#### [Exercise details]
Copy every line in the records below that contains the word "await".

*** Input data ***

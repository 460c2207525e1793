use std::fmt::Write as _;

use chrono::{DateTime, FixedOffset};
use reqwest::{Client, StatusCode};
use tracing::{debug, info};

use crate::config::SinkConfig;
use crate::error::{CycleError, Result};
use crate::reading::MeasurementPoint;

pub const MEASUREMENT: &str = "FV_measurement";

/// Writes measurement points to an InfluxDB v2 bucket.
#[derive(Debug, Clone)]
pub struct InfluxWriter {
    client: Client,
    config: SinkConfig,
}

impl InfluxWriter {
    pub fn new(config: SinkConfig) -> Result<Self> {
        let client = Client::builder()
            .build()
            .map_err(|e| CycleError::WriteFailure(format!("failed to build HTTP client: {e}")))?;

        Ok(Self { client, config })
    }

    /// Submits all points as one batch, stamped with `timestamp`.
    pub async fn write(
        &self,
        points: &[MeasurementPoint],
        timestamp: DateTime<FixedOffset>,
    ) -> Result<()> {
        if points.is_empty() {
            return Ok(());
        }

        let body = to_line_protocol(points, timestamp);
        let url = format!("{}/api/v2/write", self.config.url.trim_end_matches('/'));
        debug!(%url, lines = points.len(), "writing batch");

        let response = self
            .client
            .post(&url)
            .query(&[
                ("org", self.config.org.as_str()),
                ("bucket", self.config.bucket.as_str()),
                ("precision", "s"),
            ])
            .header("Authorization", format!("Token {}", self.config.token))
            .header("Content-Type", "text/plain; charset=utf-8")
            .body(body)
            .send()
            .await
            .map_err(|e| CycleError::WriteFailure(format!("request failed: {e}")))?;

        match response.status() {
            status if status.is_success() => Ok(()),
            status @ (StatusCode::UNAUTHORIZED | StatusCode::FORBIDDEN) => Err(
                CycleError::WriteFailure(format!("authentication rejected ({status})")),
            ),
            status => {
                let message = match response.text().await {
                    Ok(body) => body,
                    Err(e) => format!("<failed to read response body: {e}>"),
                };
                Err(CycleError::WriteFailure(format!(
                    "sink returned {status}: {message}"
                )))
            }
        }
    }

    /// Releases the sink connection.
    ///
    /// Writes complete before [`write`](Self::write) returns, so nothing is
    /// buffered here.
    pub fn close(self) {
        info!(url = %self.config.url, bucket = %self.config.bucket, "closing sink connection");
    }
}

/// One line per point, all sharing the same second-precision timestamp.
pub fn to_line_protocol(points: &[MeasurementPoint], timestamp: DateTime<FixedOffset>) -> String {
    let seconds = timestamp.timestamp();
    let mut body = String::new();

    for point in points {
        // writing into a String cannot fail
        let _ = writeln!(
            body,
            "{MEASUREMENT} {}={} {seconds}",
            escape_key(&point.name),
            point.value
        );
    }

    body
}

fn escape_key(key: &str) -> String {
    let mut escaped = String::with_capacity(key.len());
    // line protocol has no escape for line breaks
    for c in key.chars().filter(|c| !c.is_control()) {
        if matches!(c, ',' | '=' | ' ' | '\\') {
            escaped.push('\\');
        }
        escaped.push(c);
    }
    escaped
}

*** End of Input data ***

#### [Exercise answer]
            .await
                let message = match response.text().await {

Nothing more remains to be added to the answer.